In your water example power cannot be equal to current because they have different units (power is an energy per unit time, while current would be something like a number of particles passing through a surface per unit time).

...the more water that flows per unit of time, the more energy gets delivered to the wheel per unit of time

What you have noticed here through your analogy is that power is proportional to current (as an example, the more force you apply to an object, the larger its acceleration, but this does not mean that force and acceleration are equal). In a circuit element this proportionality is the voltage, since it tells you how much energy is associated with a "unit of current". You would need a similar way to convert your water current to the power generated by that current (although this might be a simplistic model of how power is generated using a water wheel).

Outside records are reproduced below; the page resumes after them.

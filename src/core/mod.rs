//! Core trade logic
//!
//! - `engine` - Session registry and the trade pipeline
//! - `exchange` - The atomic exchange, with snapshot rollback
//! - `session` - Session state machine
//! - `validator` - Precondition checks run before any mutation
//! - `snapshot` - Inventory snapshots
//! - `auto_exchange` - Deposit and withdrawal triggers
//! - `ownership` - Serialized ownership transfers
//! - `dispatch` - Marshaling work onto the world-owning main thread
//! - `fallback` - Ledger failure tracking
//! - `sweeper` - Periodic expired-session cleanup
//! - `clock` - Time sources
//! - `traits` - Collaborator seams

pub mod auto_exchange;
pub mod clock;
pub mod dispatch;
pub mod engine;
pub mod exchange;
pub mod fallback;
pub mod ownership;
pub mod session;
pub mod snapshot;
pub mod sweeper;
pub mod traits;
pub mod validator;

pub use auto_exchange::{bundle_increments, AutoExchangeHandler};
pub use clock::{ManualClock, SystemTimeSource, TimeSource, Timestamp};
pub use dispatch::MainThread;
pub use engine::{TradeEngine, TradeRequest};
pub use exchange::{apply_exchange, Delivery, ExchangePlan};
pub use fallback::FallbackTracker;
pub use ownership::{OwnershipChange, OwnershipCoordinator};
pub use session::{SessionId, SessionTerms, TradeSession};
pub use snapshot::InventorySnapshot;
pub use sweeper::spawn_session_sweeper;
pub use traits::{
    AutoExchangePreferences, Initiator, LocationCache, LocationDirectory, LocationRepository,
    PermissionGate, TradeLedger,
};
pub use validator::{TradeValidator, ValidationContext, ValidationResult};
//! Main-thread task dispatch
//!
//! Every point of contact with live inventories runs on one dedicated thread
//! that owns the [`World`]. Other threads post closures to it over a channel
//! and, when they need a result, await it through a oneshot.
//!
//! # Architecture
//!
//! ```text
//! async callers ──post/run──► mpsc ──► main thread (owns W: World)
//!       ▲                                     │
//!       └──────────── oneshot result ◄────────┘
//! ```
//!
//! A panicking task is caught and logged; it never takes the main thread
//! down with it.

use crate::types::DispatchError;
use crate::world::World;
use std::panic::{self, AssertUnwindSafe};
use std::thread;
use tokio::sync::{mpsc, oneshot};

type Task<W> = Box<dyn FnOnce(&mut W) + Send + 'static>;

/// Handle to the thread that owns the world
///
/// Cloning the handle is cheap; the thread exits once every handle is
/// dropped and the queue drains.
pub struct MainThread<W: World> {
    sender: mpsc::UnboundedSender<Task<W>>,
}

impl<W: World> Clone for MainThread<W> {
    fn clone(&self) -> Self {
        MainThread {
            sender: self.sender.clone(),
        }
    }
}

impl<W: World> std::fmt::Debug for MainThread<W> {
    fn fmt(&self, f: &mut std::fmt::Formatter<'_>) -> std::fmt::Result {
        f.debug_struct("MainThread")
            .field("closed", &self.sender.is_closed())
            .finish()
    }
}

impl<W: World> MainThread<W> {
    /// Start the main thread and move `world` onto it
    ///
    /// # Errors
    ///
    /// Returns `DispatchError::Spawn` if the OS refuses to start the thread.
    pub fn spawn(world: W) -> Result<Self, DispatchError> {
        let (sender, mut receiver) = mpsc::unbounded_channel::<Task<W>>();

        thread::Builder::new()
            .name("trade-main".to_string())
            .spawn(move || {
                let mut world = world;
                while let Some(task) = receiver.blocking_recv() {
                    let outcome = panic::catch_unwind(AssertUnwindSafe(|| task(&mut world)));
                    if outcome.is_err() {
                        tracing::error!("main-thread task panicked");
                    }
                }
                tracing::debug!("main thread stopped");
            })
            .map_err(|e| DispatchError::Spawn(e.to_string()))?;

        Ok(MainThread { sender })
    }

    /// Queue `task` without waiting for it
    pub fn post<F>(&self, task: F) -> Result<(), DispatchError>
    where
        F: FnOnce(&mut W) + Send + 'static,
    {
        self.sender
            .send(Box::new(task))
            .map_err(|_| DispatchError::Closed)
    }

    /// Run `task` on the main thread and wait for its result
    ///
    /// # Errors
    ///
    /// * `DispatchError::Closed` if the main thread is gone
    /// * `DispatchError::Aborted` if the task panicked before producing a result
    pub async fn run<F, R>(&self, task: F) -> Result<R, DispatchError>
    where
        F: FnOnce(&mut W) -> R + Send + 'static,
        R: Send + 'static,
    {
        let (reply, result) = oneshot::channel();
        self.post(move |world| {
            // The caller may have given up waiting
            let _ = reply.send(task(world));
        })?;

        result.await.map_err(|_| DispatchError::Aborted)
    }
}

#[cfg(test)]
mod tests {
    use super::*;
    use crate::types::{ItemStack, Position};
    use crate::world::{InMemoryWorld, World};

    fn main_thread() -> MainThread<InMemoryWorld> {
        let mut world = InMemoryWorld::new();
        world.add_party(1, 9, Position::default());
        MainThread::spawn(world).unwrap()
    }

    #[tokio::test]
    async fn test_tasks_run_in_order() {
        let main = main_thread();
        let diamond = ItemStack::new("DIAMOND", 1);

        let d = diamond.clone();
        main.post(move |world| {
            world.give(1, &d, 10);
        })
        .unwrap();

        let count = main
            .run(move |world| world.party_inventory(1).map(|inv| inv.count(&diamond)))
            .await
            .unwrap();

        assert_eq!(count, Some(10));
    }

    #[tokio::test]
    async fn test_panicking_task_does_not_kill_the_thread() {
        let main = main_thread();

        let aborted = main
            .run(|_world| -> u32 { panic!("boom") })
            .await;
        assert_eq!(aborted, Err(DispatchError::Aborted));

        let online = main.run(|world| world.is_online(1)).await;
        assert_eq!(online, Ok(true));
    }
}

You also have to keep in mind that it is an analogy, and all analogies have imperfections. With the water analogy, power is generated by water actually pushing on a wheel. In circuits, $P=IV$ is much more general and applies to any charges undergoing a potential difference.


One of the challenges with using analogies like the water analogy is making sure you use the correct objects to draw your analogy from. Many answers here argue that hydraulic power depends on volume and pressure. This is true if your water wheel looks something like this:


This is a drawing of what a modern hydroelectric turbine looks like. They are designed to be able to efficiently draw power from large volumes of water with large pressure drops, such as the pressure drop from the bottom of a lake out to atmospheric pressure. In these cases, the water analogy works rather well, as expected.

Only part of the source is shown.